Con la campaña de la Renta a punto de comenzar, el ahorro fiscal a través de planes de pensiones vuelve a ser un tema relevante. Evaluamos si la deducción justifica el coste fiscal futuro.
Contribuir a un plan de pensiones es una de las maneras tradicionales para reducir la carga fiscal. Al hacer aportaciones, la cantidad invertida se deduce directamente de la base imponible del IRPF, lo que conlleva un menor pago de impuestos en el presente. No obstante, los especialistas advierten que aprovechar la desgravación sin una planificación adecuada puede resultar contraproducente al llegar la jubilación.
Topes de aportación para 2026
La legislación vigente define límites claros para las aportaciones con derecho a deducción:
- Planes individuales: El máximo es de 1.500 euros al año.
- Planes de empleo (empresa): Cuando la empresa realiza aportaciones, la cuantía conjunta puede llegar a 10.000 euros anuales (1.500 aportados por el trabajador más 8.500 por la empresa).
- Cónyuge con ingresos bajos: En caso de que la pareja tenga ingresos inferiores a 8.000 euros, es posible contribuir hasta 2.500 euros extras a su plan.
- Personas con discapacidad: Disponen de un régimen especial que permite aportaciones anuales de hasta 24.250 euros.
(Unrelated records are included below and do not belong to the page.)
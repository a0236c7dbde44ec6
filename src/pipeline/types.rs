//! Pipeline response and error types.

use serde::de::DeserializeOwned;
use serde_json::Value;
use thiserror::Error;
use uuid::Uuid;

use crate::error::ErrorKind;

/// A successful (2xx/3xx) response.
#[derive(Debug, Clone)]
pub struct ApiResponse {
    /// HTTP status code.
    pub status: u16,
    /// Parsed JSON body; `Null` when empty, a JSON string when not JSON.
    pub body: Value,
    /// Identifier sent as `x-request-id`, shared by the original and the retried call.
    pub request_id: Uuid,
    /// Whether this response came from the post-refresh retry.
    pub retried: bool,
}

impl ApiResponse {
    /// Deserialize the body into `T`.
    pub fn json<T: DeserializeOwned>(&self) -> ApiResult<T> {
        T::deserialize(&self.body).map_err(|e| ApiError::Decode(e.to_string()))
    }
}

/// Errors surfaced by the request pipeline.
#[derive(Debug, Error)]
pub enum ApiError {
    /// Backend answered with a classified error status.
    #[error("HTTP {status} ({kind}): {message}")]
    Http {
        kind: ErrorKind,
        status: u16,
        message: String,
        body: Value,
    },

    /// Token refresh failed or the refreshed token was rejected; session cleared.
    #[error("session expired: {0}")]
    AuthExhausted(String),

    /// Transport failure or timeout; no HTTP status was received.
    #[error("server unreachable: {0}")]
    Unreachable(String),

    /// The descriptor could not be turned into a request.
    #[error("invalid request: {0}")]
    InvalidRequest(String),

    /// The response body did not have the expected shape.
    #[error("unexpected response body: {0}")]
    Decode(String),
}

impl ApiError {
    /// Position of this error in the failure taxonomy.
    pub fn kind(&self) -> ErrorKind {
        match self {
            Self::Http { kind, .. } => *kind,
            Self::AuthExhausted(_) => ErrorKind::AuthExhausted,
            Self::Unreachable(_) => ErrorKind::Unreachable,
            Self::InvalidRequest(_) => ErrorKind::Validation,
            Self::Decode(_) => ErrorKind::ServerError,
        }
    }

    /// HTTP status, when the backend answered.
    pub fn status(&self) -> Option<u16> {
        match self {
            Self::Http { status, .. } => Some(*status),
            _ => None,
        }
    }

    /// Text shown to the user for this error.
    ///
    /// Backend-provided messages win for HTTP errors; transport and session
    /// failures use the generic text of their kind.
    pub fn user_message(&self) -> String {
        match self {
            Self::Http { message, .. } => message.clone(),
            other => other.kind().user_message().to_string(),
        }
    }
}

/// Result type for pipeline operations.
pub type ApiResult<T> = Result<T, ApiError>;

/// Pull a human-readable message out of an error body (`{"message": ...}` or `{"error": ...}`).
pub(crate) fn server_message(body: &Value) -> Option<String> {
    ["message", "error"]
        .iter()
        .filter_map(|key| body.get(key).and_then(Value::as_str))
        .map(str::trim)
        .find(|message| !message.is_empty())
        .map(str::to_string)
}

#[cfg(test)]
mod tests {
    use super::*;
    use serde_json::json;

    #[test]
    fn test_server_message() {
        assert_eq!(
            server_message(&json!({"message": "Lead not found"})).as_deref(),
            Some("Lead not found")
        );
        assert_eq!(
            server_message(&json!({"error": "Email already used"})).as_deref(),
            Some("Email already used")
        );
        assert_eq!(server_message(&json!({"message": "  "})), None);
        assert_eq!(server_message(&json!("plain text")), None);
        assert_eq!(server_message(&Value::Null), None);
    }

    #[test]
    fn test_user_message_falls_back_to_kind() {
        let err = ApiError::Unreachable("connection refused".into());
        assert_eq!(err.kind(), ErrorKind::Unreachable);
        assert_eq!(err.user_message(), ErrorKind::Unreachable.user_message());

        let err = ApiError::Http {
            kind: ErrorKind::Conflict,
            status: 409,
            message: "Campaign name taken".into(),
            body: Value::Null,
        };
        assert_eq!(err.user_message(), "Campaign name taken");
        assert_eq!(err.status(), Some(409));
    }

    #[test]
    fn test_response_json() {
        #[derive(serde::Deserialize)]
        struct Lead {
            name: String,
        }

        let response = ApiResponse {
            status: 200,
            body: json!({"name": "Bassline Booking"}),
            request_id: Uuid::new_v4(),
            retried: false,
        };
        assert_eq!(response.json::<Lead>().unwrap().name, "Bassline Booking");
        assert!(matches!(
            response.json::<Vec<Lead>>(),
            Err(ApiError::Decode(_))
        ));
    }
}
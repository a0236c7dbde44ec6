//! Guarded form submission.
//!
//! # Responsibilities
//! - Reject submissions during a lockout window, before anything runs
//! - Reject re-entrant submissions of the same form
//! - Validate and sanitize the payload before it leaves the form
//! - Escalate the lockout on failure, reset it on success
//!
//! # State Transitions
//! ```text
//! Idle → Validating → Submitting → Success → Idle
//!                                → Failed  → Idle
//!                                          → Locked (attempt_count >= threshold)
//! Locked → Idle: blocked_until elapsed (checked lazily)
//! ```
//!
//! # Design Decisions
//! - One notification per failure event; errors raised by the request
//!   pipeline were already reported there and are not repeated
//! - Cancellation is not a failure and does not count toward lockout
//! - The in-flight flag and the in-progress phase are released by a drop
//!   guard, so an abandoned submission never wedges the form

use std::collections::BTreeMap;
use std::future::Future;
use std::sync::atomic::{AtomicBool, Ordering};
use std::sync::{Arc, Mutex, MutexGuard};
use std::time::Duration;

use tokio_util::sync::CancellationToken;

use crate::config::GuardConfig;
use crate::error::ErrorKind;
use crate::guard::clock::{Clock, SystemClock};
use crate::guard::form::{FieldState, FormState, FormValues};
use crate::guard::lockout::{LockoutPolicy, LockoutState};
use crate::guard::rules::FormSchema;
use crate::guard::sanitize::sanitize_payload;
use crate::guard::types::{ceil_secs, GuardError, GuardPhase, SubmitOutcome};
use crate::notify::{NotificationKind, Notifier};
use crate::observability::metrics;
use crate::pipeline::ApiError;

const DEFAULT_FAILURE_MESSAGE: &str = "Submission failed. Please try again.";

/// Marks a form as submitting for as long as it lives.
///
/// On drop a phase still showing work in progress returns to `Idle`, so a
/// dropped `submit` future leaves neither the flag nor the phase behind.
struct InFlight<'a> {
    flag: &'a AtomicBool,
    phase: &'a Mutex<GuardPhase>,
}

impl<'a> InFlight<'a> {
    fn acquire(flag: &'a AtomicBool, phase: &'a Mutex<GuardPhase>) -> Option<Self> {
        flag.compare_exchange(false, true, Ordering::AcqRel, Ordering::Acquire)
            .ok()
            .map(|_| Self { flag, phase })
    }
}

impl Drop for InFlight<'_> {
    fn drop(&mut self) {
        let mut phase = lock(self.phase);
        if matches!(*phase, GuardPhase::Validating | GuardPhase::Submitting) {
            *phase = GuardPhase::Idle;
        }
        drop(phase);
        self.flag.store(false, Ordering::Release);
    }
}

fn lock<T>(mutex: &Mutex<T>) -> MutexGuard<'_, T> {
    mutex.lock().unwrap_or_else(|e| e.into_inner())
}

/// Validates, sanitizes and rate-limits submissions of one form instance.
pub struct SubmissionGuard {
    form: Mutex<FormState>,
    lockout: Mutex<LockoutState>,
    phase: Mutex<GuardPhase>,
    submitting: AtomicBool,
    policy: LockoutPolicy,
    reset_fields_on_success: bool,
    clock: Arc<dyn Clock>,
    notifier: Arc<dyn Notifier>,
}

impl SubmissionGuard {
    pub fn new(schema: FormSchema, config: &GuardConfig, notifier: Arc<dyn Notifier>) -> Self {
        Self {
            form: Mutex::new(FormState::new(schema)),
            lockout: Mutex::new(LockoutState::default()),
            phase: Mutex::new(GuardPhase::Idle),
            submitting: AtomicBool::new(false),
            policy: LockoutPolicy::from(config),
            reset_fields_on_success: config.reset_fields_on_success,
            clock: Arc::new(SystemClock),
            notifier,
        }
    }

    /// Use a different clock for lockout expiry.
    #[must_use]
    pub fn with_clock(mut self, clock: Arc<dyn Clock>) -> Self {
        self.clock = clock;
        self
    }

    /// Validate one value against the form's rules. Pure.
    pub fn validate_field(&self, name: &str, value: &str) -> Option<String> {
        lock(&self.form).schema().validate_field(name, value)
    }

    /// Update a field value (revalidated if already touched).
    pub fn set_value(&self, name: &str, value: impl Into<String>) {
        lock(&self.form).set_value(name, value);
    }

    /// Mark a field touched and validate it.
    pub fn blur(&self, name: &str) {
        lock(&self.form).blur(name);
    }

    /// Snapshot of one field's state.
    pub fn field(&self, name: &str) -> Option<FieldState> {
        lock(&self.form).field(name).cloned()
    }

    /// Current field errors.
    pub fn errors(&self) -> BTreeMap<String, String> {
        lock(&self.form).errors()
    }

    /// Clear all field state.
    pub fn reset_fields(&self) {
        lock(&self.form).reset();
    }

    /// Snapshot of the lockout counters.
    pub fn lockout_state(&self) -> LockoutState {
        *lock(&self.lockout)
    }

    /// Time left before submissions are accepted again, for countdown display.
    pub fn remaining_lockout(&self) -> Option<Duration> {
        lock(&self.lockout).remaining(self.clock.now())
    }

    /// Current lifecycle phase.
    pub fn phase(&self) -> GuardPhase {
        let mut phase = lock(&self.phase);
        if *phase == GuardPhase::Locked && self.remaining_lockout().is_none() {
            *phase = GuardPhase::Idle;
        }
        *phase
    }

    fn set_phase(&self, phase: GuardPhase) {
        *lock(&self.phase) = phase;
    }

    /// Submit `payload` through `submit_fn` under the guard's rules.
    ///
    /// `submit_fn` receives the sanitized payload. It reports a rejected
    /// submission either as `Ok(SubmitOutcome { success: false, .. })` or as
    /// an [`ApiError`] from the request pipeline (already notified there).
    pub async fn submit<F, Fut>(
        &self,
        payload: FormValues,
        submit_fn: F,
    ) -> Result<SubmitOutcome, GuardError>
    where
        F: FnOnce(FormValues) -> Fut,
        Fut: Future<Output = Result<SubmitOutcome, ApiError>>,
    {
        self.submit_with_cancel(payload, &CancellationToken::new(), submit_fn)
            .await
    }

    /// [`submit`](Self::submit), abandoning `submit_fn` when `cancel` fires.
    pub async fn submit_with_cancel<F, Fut>(
        &self,
        payload: FormValues,
        cancel: &CancellationToken,
        submit_fn: F,
    ) -> Result<SubmitOutcome, GuardError>
    where
        F: FnOnce(FormValues) -> Fut,
        Fut: Future<Output = Result<SubmitOutcome, ApiError>>,
    {
        if let Some(remaining) = self.remaining_lockout() {
            tracing::debug!(
                remaining_secs = ceil_secs(&remaining),
                "Submission rejected: locked out"
            );
            metrics::record_submission("locked_out");
            self.notify_locked(remaining);
            return Err(GuardError::LockedOut { remaining });
        }

        let Some(_in_flight) = InFlight::acquire(&self.submitting, &self.phase) else {
            tracing::debug!("Submission rejected: already in flight");
            metrics::record_submission("in_flight");
            return Err(GuardError::InFlight);
        };

        self.set_phase(GuardPhase::Validating);
        let errors = lock(&self.form).validate_submission(&payload);
        if !errors.is_empty() {
            self.set_phase(GuardPhase::Idle);
            metrics::record_submission("invalid");
            let fields: Vec<&str> = errors.keys().map(String::as_str).collect();
            tracing::debug!(fields = ?fields, "Submission rejected: validation failed");
            self.notifier.notify(
                NotificationKind::Failure(ErrorKind::Validation),
                &format!("Please correct the following fields: {}", fields.join(", ")),
            );
            return Err(GuardError::Validation { errors });
        }

        let sanitized = sanitize_payload(payload);

        self.set_phase(GuardPhase::Submitting);
        let result = tokio::select! {
            biased;
            _ = cancel.cancelled() => {
                self.set_phase(GuardPhase::Idle);
                metrics::record_submission("cancelled");
                tracing::debug!("Submission cancelled");
                return Err(GuardError::Cancelled);
            }
            result = submit_fn(sanitized) => result,
        };

        match result {
            Ok(outcome) if outcome.success => {
                lock(&self.lockout).record_success();
                if self.reset_fields_on_success {
                    lock(&self.form).reset();
                }
                self.set_phase(GuardPhase::Idle);
                metrics::record_submission("success");
                tracing::debug!("Submission succeeded");
                Ok(outcome)
            }
            Ok(outcome) => {
                let message = outcome
                    .error
                    .unwrap_or_else(|| DEFAULT_FAILURE_MESSAGE.to_string());
                self.notifier
                    .notify(NotificationKind::Failure(ErrorKind::Validation), &message);
                Err(self.record_failure(message))
            }
            Err(e) => Err(self.record_failure(e.user_message())),
        }
    }

    fn record_failure(&self, message: String) -> GuardError {
        let (attempt_count, locked_for) = {
            let mut lockout = lock(&self.lockout);
            let locked_for = lockout.record_failure(self.clock.now(), &self.policy);
            (lockout.attempt_count, locked_for)
        };

        metrics::record_submission("failure");
        tracing::info!(attempt_count, locked = locked_for.is_some(), "Submission failed");

        match locked_for {
            Some(duration) => {
                self.set_phase(GuardPhase::Locked);
                metrics::record_lockout();
                tracing::warn!(
                    attempt_count,
                    lockout_secs = duration.as_secs(),
                    "Too many failed submissions, locking form"
                );
                self.notify_locked(duration);
            }
            None => self.set_phase(GuardPhase::Idle),
        }

        GuardError::Failed {
            message,
            attempt_count,
            locked_for,
        }
    }

    fn notify_locked(&self, remaining: Duration) {
        self.notifier.notify(
            NotificationKind::Failure(ErrorKind::LockedOut),
            &format!(
                "{} Try again in {}s.",
                ErrorKind::LockedOut.user_message(),
                ceil_secs(&remaining)
            ),
        );
    }
}
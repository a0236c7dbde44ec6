//! CRM domain API built on the request pipeline.
//!
//! # Responsibilities
//! - Build descriptors for the backend's auth and resource endpoints
//! - Tie login/logout to the credential store
//!
//! Every call goes through [`RequestPipeline::send`], so refresh, retry
//! and failure notification apply uniformly.

pub mod auth;
pub mod resources;

use std::sync::Arc;

use crate::pipeline::RequestPipeline;

pub use auth::{login_form_schema, AuthApi, LoginResponse};
pub use resources::ResourceApi;

/// Entry point to the CRM endpoints.
#[derive(Debug, Clone)]
pub struct ApiClient {
    pipeline: Arc<RequestPipeline>,
}

impl ApiClient {
    pub fn new(pipeline: Arc<RequestPipeline>) -> Self {
        Self { pipeline }
    }

    pub fn pipeline(&self) -> &Arc<RequestPipeline> {
        &self.pipeline
    }

    pub fn auth(&self) -> AuthApi {
        AuthApi::new(Arc::clone(&self.pipeline))
    }

    pub fn leads(&self) -> ResourceApi {
        ResourceApi::new(Arc::clone(&self.pipeline), "/leads")
    }

    pub fn campaigns(&self) -> ResourceApi {
        ResourceApi::new(Arc::clone(&self.pipeline), "/campaigns")
    }

    pub fn analytics(&self) -> ResourceApi {
        ResourceApi::new(Arc::clone(&self.pipeline), "/analytics")
    }

    pub fn users(&self) -> ResourceApi {
        ResourceApi::new(Arc::clone(&self.pipeline), "/users")
    }
}
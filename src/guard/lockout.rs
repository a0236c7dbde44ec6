//! Brute-force lockout state.
//!
//! # Responsibilities
//! - Count consecutive failed submissions
//! - Impose an exponentially growing rejection window past the threshold
//! - Reset on success
//!
//! # Design Decisions
//! - Expiry is evaluated lazily against the wall clock; no timers
//! - The failure count survives an expired window, so the next failure escalates
//! - `blocked_until` is only ever set while `attempt_count >= threshold`

use std::time::{Duration, SystemTime};

use crate::config::GuardConfig;
use crate::resilience::backoff::{calculate_backoff, BASE_LOCKOUT, LOCKOUT_THRESHOLD, MAX_LOCKOUT};

/// When and how long to lock a form out.
#[derive(Debug, Clone, Copy, PartialEq, Eq)]
pub struct LockoutPolicy {
    pub threshold: u32,
    pub base: Duration,
    pub max: Duration,
}

impl LockoutPolicy {
    /// Lockout imposed after `attempt_count` consecutive failures, if any.
    pub fn duration_for(&self, attempt_count: u32) -> Option<Duration> {
        (attempt_count >= self.threshold)
            .then(|| calculate_backoff(attempt_count - self.threshold, self.base, self.max))
    }
}

impl Default for LockoutPolicy {
    fn default() -> Self {
        Self {
            threshold: LOCKOUT_THRESHOLD,
            base: BASE_LOCKOUT,
            max: MAX_LOCKOUT,
        }
    }
}

impl From<&GuardConfig> for LockoutPolicy {
    fn from(config: &GuardConfig) -> Self {
        Self {
            threshold: config.lockout_threshold,
            base: Duration::from_secs(config.base_lockout_secs),
            max: Duration::from_secs(config.max_lockout_secs),
        }
    }
}

/// Failure count and current rejection window of one form.
#[derive(Debug, Clone, Copy, Default, PartialEq, Eq)]
pub struct LockoutState {
    pub attempt_count: u32,
    pub blocked_until: Option<SystemTime>,
}

impl LockoutState {
    /// Time left in the rejection window, `None` when not locked.
    pub fn remaining(&self, now: SystemTime) -> Option<Duration> {
        self.blocked_until
            .and_then(|until| until.duration_since(now).ok())
            .filter(|left| !left.is_zero())
    }

    /// Record a failed submission. Returns the lockout imposed, if any.
    ///
    /// A window that would overflow the clock falls back to [`MAX_LOCKOUT`].
    pub fn record_failure(&mut self, now: SystemTime, policy: &LockoutPolicy) -> Option<Duration> {
        self.attempt_count = self.attempt_count.saturating_add(1);
        let lockout = policy
            .duration_for(self.attempt_count)
            .map(|d| if now.checked_add(d).is_some() { d } else { MAX_LOCKOUT });
        self.blocked_until = lockout.and_then(|d| now.checked_add(d));
        lockout
    }

    /// Record a successful submission.
    pub fn record_success(&mut self) {
        *self = Self::default();
    }
}
//! Generic CRUD over one backend collection.

use std::sync::Arc;

use serde::Serialize;
use serde_json::Value;

use crate::pipeline::{ApiError, ApiResult, RequestDescriptor, RequestPipeline};

/// CRUD calls for a collection such as `/leads`.
#[derive(Debug, Clone)]
pub struct ResourceApi {
    pipeline: Arc<RequestPipeline>,
    base: String,
}

impl ResourceApi {
    pub fn new(pipeline: Arc<RequestPipeline>, base: impl Into<String>) -> Self {
        Self {
            pipeline,
            base: base.into(),
        }
    }

    /// Collection path, e.g. `/leads`.
    pub fn base(&self) -> &str {
        &self.base
    }

    fn item_path(&self, id: &str) -> String {
        format!("{}/{}", self.base, id)
    }

    /// `GET /base?params`.
    pub async fn list(&self, params: &[(&str, &str)]) -> ApiResult<Value> {
        let descriptor = params
            .iter()
            .fold(RequestDescriptor::get(&self.base), |d, (key, value)| {
                d.with_param(*key, value)
            });
        Ok(self.pipeline.send(descriptor).await?.body)
    }

    /// `GET /base/{id}`.
    pub async fn get(&self, id: &str) -> ApiResult<Value> {
        let descriptor = RequestDescriptor::get(self.item_path(id));
        Ok(self.pipeline.send(descriptor).await?.body)
    }

    /// `POST /base` with `body`.
    pub async fn create<T: Serialize>(&self, body: &T) -> ApiResult<Value> {
        let descriptor = self.with_json(RequestDescriptor::post(&self.base), body)?;
        Ok(self.pipeline.send(descriptor).await?.body)
    }

    /// `PUT /base/{id}` with `body`.
    pub async fn update<T: Serialize>(&self, id: &str, body: &T) -> ApiResult<Value> {
        let descriptor = self.with_json(RequestDescriptor::put(self.item_path(id)), body)?;
        Ok(self.pipeline.send(descriptor).await?.body)
    }

    /// `DELETE /base/{id}`.
    pub async fn delete(&self, id: &str) -> ApiResult<()> {
        let descriptor = RequestDescriptor::delete(self.item_path(id));
        self.pipeline.send(descriptor).await?;
        Ok(())
    }

    fn with_json<T: Serialize>(
        &self,
        descriptor: RequestDescriptor,
        body: &T,
    ) -> ApiResult<RequestDescriptor> {
        descriptor.with_json(body).map_err(|e| {
            let error = ApiError::InvalidRequest(e.to_string());
            self.pipeline.report(&error);
            error
        })
    }
}
//! Configuration validation.
//!
//! # Responsibilities
//! - Semantic validation (serde handles syntactic)
//! - Validate value ranges (timeouts > 0, lockout bounds ordered)
//! - Check the base URL is an absolute http(s) URL
//!
//! # Design Decisions
//! - Returns all validation errors, not just first
//! - Validation is pure function: ClientConfig → Result<(), Vec<ValidationError>>
//! - Runs before config is accepted into the system

use thiserror::Error;
use url::Url;

use crate::config::schema::ClientConfig;

/// A single semantic problem found in a configuration.
#[derive(Debug, Clone, PartialEq, Eq, Error)]
#[error("{field}: {message}")]
pub struct ValidationError {
    /// Dotted path of the offending field (e.g., "api.timeout_ms").
    pub field: &'static str,
    /// What is wrong with it.
    pub message: String,
}

impl ValidationError {
    fn new(field: &'static str, message: impl Into<String>) -> Self {
        Self {
            field,
            message: message.into(),
        }
    }
}

/// Longest lockout window a config may request.
pub const MAX_LOCKOUT_CEILING_SECS: u64 = 86_400;

/// Validate a parsed configuration, collecting every problem.
pub fn validate_config(config: &ClientConfig) -> Result<(), Vec<ValidationError>> {
    let mut errors = Vec::new();

    match Url::parse(&config.api.base_url) {
        Ok(url) if url.scheme() == "http" || url.scheme() == "https" => {}
        Ok(url) => errors.push(ValidationError::new(
            "api.base_url",
            format!("unsupported scheme '{}'", url.scheme()),
        )),
        Err(e) => errors.push(ValidationError::new("api.base_url", e.to_string())),
    }

    if config.api.timeout_ms == 0 {
        errors.push(ValidationError::new("api.timeout_ms", "must be greater than 0"));
    }

    for (field, path) in [
        ("api.refresh_path", &config.api.refresh_path),
        ("api.login_path", &config.api.login_path),
        ("api.logout_path", &config.api.logout_path),
    ] {
        if !path.starts_with('/') {
            errors.push(ValidationError::new(field, "must start with '/'"));
        }
    }

    if config.guard.lockout_threshold == 0 {
        errors.push(ValidationError::new(
            "guard.lockout_threshold",
            "must be greater than 0",
        ));
    }

    if config.guard.base_lockout_secs == 0 {
        errors.push(ValidationError::new(
            "guard.base_lockout_secs",
            "must be greater than 0",
        ));
    }

    if config.guard.max_lockout_secs > MAX_LOCKOUT_CEILING_SECS {
        errors.push(ValidationError::new(
            "guard.max_lockout_secs",
            format!("must be at most {MAX_LOCKOUT_CEILING_SECS} (one day)"),
        ));
    }

    if config.guard.max_lockout_secs < config.guard.base_lockout_secs {
        errors.push(ValidationError::new(
            "guard.max_lockout_secs",
            format!(
                "must be at least base_lockout_secs ({})",
                config.guard.base_lockout_secs
            ),
        ));
    }

    if errors.is_empty() {
        Ok(())
    } else {
        Err(errors)
    }
}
El factor decisivo: la diferencia entre tipos impositivos
Para determinar si resulta provechoso, es importante considerar no solo el ahorro actual, sino también el impuesto que se aplicará al rescatar los fondos. El plan de pensiones implica un diferimiento fiscal, puesto que los impuestos se abonan en el momento del rescate.
La inversión es rentable si el tipo impositivo vigente al aportar (durante la vida laboral) es superior al al que se estará sujeto en la jubilación:
- Ejemplo de ahorro: Si hoy se perciben 40.000 euros con un tipo del 37%, cada 1.000 euros invertidos suponen un ahorro de 370 euros en la declaración.
- Ejemplo de rescate: Si al jubilarse los ingresos disminuyen y el tipo baja al 30%, se pagarán 300 euros por esos 1.000 euros retirados.
- Balance: Esto implica una ganancia fiscal neta del 7%.
Perspectivas en la jubilación
Un aspecto clave en este cálculo es la tasa de sustitución. En España, la pensión pública suele cubrir, en promedio, el 80% del último salario. En consecuencia, por lo general, los ingresos disminuyen al jubilarse, lo que suele reducir la carga fiscal y hacer que la inversión en planes de pensiones sea rentable para la mayoría.
Precaución importante: Aunque el ahorro fiscal es un incentivo, el plan de pensiones es un producto con baja liquidez, salvo situaciones excepcionales como desempleo prolongado o enfermedad grave. Por ello, no se recomienda invertir recursos que puedan necesitarse a corto plazo.